### Records from a data source
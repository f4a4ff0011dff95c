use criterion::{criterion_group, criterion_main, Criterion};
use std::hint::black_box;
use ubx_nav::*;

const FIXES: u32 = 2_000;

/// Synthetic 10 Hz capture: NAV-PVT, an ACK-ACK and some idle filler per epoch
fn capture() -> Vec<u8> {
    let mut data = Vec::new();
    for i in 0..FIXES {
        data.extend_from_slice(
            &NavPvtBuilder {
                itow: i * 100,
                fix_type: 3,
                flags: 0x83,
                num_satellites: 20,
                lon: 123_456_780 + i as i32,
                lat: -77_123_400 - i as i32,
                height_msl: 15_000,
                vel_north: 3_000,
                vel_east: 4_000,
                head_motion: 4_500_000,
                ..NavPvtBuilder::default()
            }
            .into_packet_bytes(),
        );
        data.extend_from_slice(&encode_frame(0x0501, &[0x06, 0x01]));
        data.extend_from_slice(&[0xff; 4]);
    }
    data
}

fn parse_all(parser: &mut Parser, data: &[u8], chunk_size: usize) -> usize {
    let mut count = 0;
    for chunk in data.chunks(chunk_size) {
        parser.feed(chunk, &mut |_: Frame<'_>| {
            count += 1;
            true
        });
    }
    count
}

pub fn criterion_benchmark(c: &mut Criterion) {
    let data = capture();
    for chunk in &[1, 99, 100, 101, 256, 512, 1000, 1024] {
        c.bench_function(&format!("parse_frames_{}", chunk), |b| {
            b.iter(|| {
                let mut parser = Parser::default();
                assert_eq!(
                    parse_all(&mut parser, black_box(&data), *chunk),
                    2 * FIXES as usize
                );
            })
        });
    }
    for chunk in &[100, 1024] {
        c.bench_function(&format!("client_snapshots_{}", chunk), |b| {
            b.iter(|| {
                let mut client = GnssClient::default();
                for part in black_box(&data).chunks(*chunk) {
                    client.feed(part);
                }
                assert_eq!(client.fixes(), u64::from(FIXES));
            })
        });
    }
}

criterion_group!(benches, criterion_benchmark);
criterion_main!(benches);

---

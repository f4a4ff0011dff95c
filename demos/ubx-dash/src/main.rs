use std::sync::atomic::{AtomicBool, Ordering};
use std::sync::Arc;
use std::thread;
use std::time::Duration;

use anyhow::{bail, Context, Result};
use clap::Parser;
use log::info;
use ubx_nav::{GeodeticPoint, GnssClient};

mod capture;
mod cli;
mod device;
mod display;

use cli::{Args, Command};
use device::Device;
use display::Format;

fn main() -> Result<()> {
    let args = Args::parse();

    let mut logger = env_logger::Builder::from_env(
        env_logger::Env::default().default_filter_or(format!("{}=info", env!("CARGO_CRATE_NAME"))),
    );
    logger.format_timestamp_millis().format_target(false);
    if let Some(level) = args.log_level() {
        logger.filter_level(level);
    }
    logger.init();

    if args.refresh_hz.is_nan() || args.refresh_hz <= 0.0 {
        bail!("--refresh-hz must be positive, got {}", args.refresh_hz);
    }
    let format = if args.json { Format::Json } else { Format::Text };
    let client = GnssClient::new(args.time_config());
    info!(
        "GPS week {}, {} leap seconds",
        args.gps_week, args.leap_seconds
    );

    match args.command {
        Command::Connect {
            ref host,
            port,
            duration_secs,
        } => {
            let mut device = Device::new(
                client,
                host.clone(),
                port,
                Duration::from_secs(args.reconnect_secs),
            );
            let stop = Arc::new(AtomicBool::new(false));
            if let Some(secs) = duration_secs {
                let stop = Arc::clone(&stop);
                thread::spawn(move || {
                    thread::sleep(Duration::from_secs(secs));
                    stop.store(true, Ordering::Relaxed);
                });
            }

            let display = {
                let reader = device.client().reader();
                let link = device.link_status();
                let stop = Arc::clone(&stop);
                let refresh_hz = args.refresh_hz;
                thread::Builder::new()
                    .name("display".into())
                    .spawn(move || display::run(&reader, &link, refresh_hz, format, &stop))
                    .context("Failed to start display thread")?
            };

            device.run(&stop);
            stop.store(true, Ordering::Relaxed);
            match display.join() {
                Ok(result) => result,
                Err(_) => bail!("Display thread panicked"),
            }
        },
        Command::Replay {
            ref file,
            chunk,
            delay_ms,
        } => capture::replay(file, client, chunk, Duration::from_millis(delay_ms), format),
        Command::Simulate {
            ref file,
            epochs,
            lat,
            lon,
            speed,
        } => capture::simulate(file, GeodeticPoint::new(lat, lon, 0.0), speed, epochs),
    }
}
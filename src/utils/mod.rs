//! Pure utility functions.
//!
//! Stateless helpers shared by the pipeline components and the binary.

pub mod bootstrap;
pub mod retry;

### EXERCISE REQUIREMENTS
Could you restate word for word the lines above from the one containing "thread::sleep(Duration::from_secs(secs));" through the one containing "pub mod retry;", both included, and nothing else?

### RESPONSE BOX
                    thread::sleep(Duration::from_secs(secs));
                    stop.store(true, Ordering::Relaxed);
                });
            }

            let display = {
                let reader = device.client().reader();
                let link = device.link_status();
                let stop = Arc::clone(&stop);
                let refresh_hz = args.refresh_hz;
                thread::Builder::new()
                    .name("display".into())
                    .spawn(move || display::run(&reader, &link, refresh_hz, format, &stop))
                    .context("Failed to start display thread")?
            };

            device.run(&stop);
            stop.store(true, Ordering::Relaxed);
            match display.join() {
                Ok(result) => result,
                Err(_) => bail!("Display thread panicked"),
            }
        },
        Command::Replay {
            ref file,
            chunk,
            delay_ms,
        } => capture::replay(file, client, chunk, Duration::from_millis(delay_ms), format),
        Command::Simulate {
            ref file,
            epochs,
            lat,
            lon,
            speed,
        } => capture::simulate(file, GeodeticPoint::new(lat, lon, 0.0), speed, epochs),
    }
}
filename src/utils/mod.rs
//! Pure utility functions.
//!
//! Stateless helpers shared by the pipeline components and the binary.

pub mod bootstrap;
pub mod retry;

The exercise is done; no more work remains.